Il s’agissait alors d’un « contrat particulier qui ne rapportait pas d’argent et qui n’avait pas de date de fin. Après négociations, nous avons obtenu en 2012 le versement de redevances et surtout cette année, nous avons négocié une échéance de dix ans », expliquait un porte-parole d’Orange à nos confrères du Figaro au début du mois de mai. De son côté, Partner était visé pour son activité dans des colonies israéliennes jugées illégales par la communauté internationale, notamment en Cisjordanie.

De son côté, Orange s’est exprimé hier, provoquant l’ire d’Israël. Le futur président de Partner, en poste à partir du 1er juillet prochain, a en effet dénoncé les « pressions très importantes des (groupes) pro-palestiniens » subies par Stéphane Richard, le président d’Orange. Ce dernier a en effet tenu une conférence au Caire hier, où il a indiqué son souhait de se retirer d’Israël, mais aussi sa volonté de ne pas exposer le groupe à des difficultés légales et financières. Son intervention a été complétée ce jour par un communiqué de presse publié sur le site institutionnel de l’opérateur :

« Cet accord, qui avait été signé avant l’acquisition d’Orange par France Télécom en 2000, est le seul accord de licence de marque de long-terme dans le Groupe. Conformément à sa politique de marque, Orange ne souhaite pas maintenir la présence de la marque dans les pays où le Groupe n’est pas ou n’est plus opérateur. Dans ce cadre, tout en respectant strictement les accords existants, Orange souhaite mettre fin à terme à cette licence de marque. »

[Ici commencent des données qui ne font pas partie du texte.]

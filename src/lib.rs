/*!
Triage decoder for Microsoft Windows crash dump files.

Turns a raw dump buffer (user minidump, "PAGEDU64"-signed kernel dump, or
complete memory dump) into a verified [`CrashData`] record: bug check code
and parameters, recovered driver names, candidate stack frames and raw byte
evidence. All diagnostic fields are read at statically declared offsets and
pass an anti-hallucination filter before they reach the result, so a
downstream consumer is never handed a fabricated code or module name.

The decoder performs no I/O of its own; the caller supplies the buffer and
owns the returned record. Parsing is synchronous, deterministic and free of
shared mutable state, so independent buffers can be decoded from parallel
threads without locking.

# Examples

```
use dumptriage::analyze;

let mut dump = vec![0u8; 0x2000];
dump[..8].copy_from_slice(b"PAGEDU64");
dump[0x38..0x3c].copy_from_slice(&0x0au32.to_le_bytes());

let data = analyze(&dump);
let bug_check = data.bug_check.unwrap();
assert_eq!(bug_check.name, "IRQL_NOT_LESS_OR_EQUAL");
```
*/

pub mod error;
pub use error::{Error, Result};

pub mod format;
pub use format::{detect, DumpFormat};

pub mod native;

pub mod offsets;
pub use offsets::OffsetTable;

pub mod extract;
pub use extract::Architecture;

pub mod bugcheck;
pub use bugcheck::BugCheckRecord;

pub mod scan;
pub use scan::{ModuleName, Provenance};

pub mod stack;
pub use stack::{ModuleRange, StackFrame, MAX_STACK_FRAMES};

pub mod validate;
pub use validate::Validity;

pub mod evidence;

pub mod report;
pub use report::{format_report, CrashData, WindowsVersion};

use dataview::Pod;
use log::{info, warn};

use crate::native::{CoreDumpHeader64, DUMP_SIGNATURE, DUMP_VALID_DUMP64};

/// Upstream size-derived category. Selects UI copy and processing limits in
/// the caller; the decoder classifies by signature and never consults this.
#[derive(Copy, Clone, Debug, Eq, PartialEq, Hash)]
#[cfg_attr(feature = "serde", derive(::serde::Serialize))]
pub enum SizeCategory {
    Minidump,
    Kernel,
}

/// Dumps below this byte length categorize as [`SizeCategory::Minidump`].
pub const MINIDUMP_MAX_LEN: usize = 5 * 1024 * 1024;

impl SizeCategory {
    pub fn from_len(len: usize) -> Self {
        if len < MINIDUMP_MAX_LEN {
            SizeCategory::Minidump
        } else {
            SizeCategory::Kernel
        }
    }
}

/// Sanity-checks a full kernel header when the buffer carries one.
/// Purely diagnostic; extraction only trusts the static offset tables.
fn verify_kernel_header(buffer: &[u8]) {
    if buffer.len() < std::mem::size_of::<CoreDumpHeader64>() {
        return;
    }

    let header = Pod::as_data_view(buffer).copy::<CoreDumpHeader64>(0);
    if header.signature != DUMP_SIGNATURE || header.valid_dump != DUMP_VALID_DUMP64 {
        return;
    }

    if extract::Architecture::from_machine_image_type(header.machine_image_type).is_none() {
        warn!(
            "unexpected machine image type 0x{:x} in crash dump header",
            header.machine_image_type
        );
    } else {
        info!("64-bit Microsoft Crash Dump header verified");
    }
}

/// Runs the full decode pipeline over one buffer.
///
/// Never fails: an unrecognized or truncated buffer degrades to an
/// evidence-only record with the format-specific fields absent. Missing data
/// is reported as missing, never substituted.
pub fn analyze(buffer: &[u8]) -> CrashData {
    let format = detect(buffer);

    if format == DumpFormat::Unknown {
        info!("no known dump signature; format-independent extraction only");
    }

    if matches!(format, DumpFormat::KernelPagedu64 | DumpFormat::KernelFull) {
        verify_kernel_header(buffer);
    }

    let fields = OffsetTable::for_format(format)
        .map(|table| extract::extract(buffer, table))
        .unwrap_or_default();

    let architecture = fields.architecture();

    let bug_check = match (fields.bug_check_code, fields.bug_check_parameters) {
        (Some(code), [Some(p1), Some(p2), Some(p3), Some(p4)]) => Some(
            validate::validate_bug_check(BugCheckRecord::new(code, [p1, p2, p3, p4])),
        ),
        (Some(_), _) => {
            // Header ends inside the parameter block. Omitting the record
            // beats padding it with values that were never in the file.
            warn!("bug check parameters truncated; omitting bug check record");
            None
        }
        _ => None,
    };

    let modules = validate::validate_modules(scan::scan_modules(buffer));

    let stack_frames = stack::reconstruct(
        stack::stack_region(format, buffer),
        architecture.unwrap_or(Architecture::X64),
        // No trusted module ranges exist for these formats; frames stay
        // unattributed rather than guessed.
        &[],
    );

    let windows_version = match (fields.major_version, fields.minor_version) {
        (Some(major), Some(minor)) => Some(WindowsVersion { major, minor }),
        _ => None,
    };

    CrashData {
        format,
        bug_check,
        architecture,
        processor_count: fields.number_processors,
        windows_version,
        modules,
        stack_frames,
        hex_dump: evidence::hex_dump(buffer),
        extracted_strings: evidence::extract_strings(buffer),
    }
}

/// [`analyze`] wrapped in a wall-clock deadline check.
///
/// The pipeline itself has no suspension points, so the deadline is enforced
/// around the whole invocation rather than inside it.
pub fn analyze_with_deadline(buffer: &[u8], deadline: std::time::Duration) -> Result<CrashData> {
    let start = std::time::Instant::now();
    let data = analyze(buffer);

    if start.elapsed() > deadline {
        return Err(Error::Deadline);
    }

    Ok(data)
}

Orange rappelle au passage ne pas être présent en tant qu’opérateur en Israël, où seul son nom est exploité sous forme de licence. Et de confirmer sa volonté de se désengager de la situation, invoquant non pas la situation des colonies israéliennes, mais le souhait de l’opérateur de ne plus être présent dans les pays où il n’exerce aucune activité opérateur.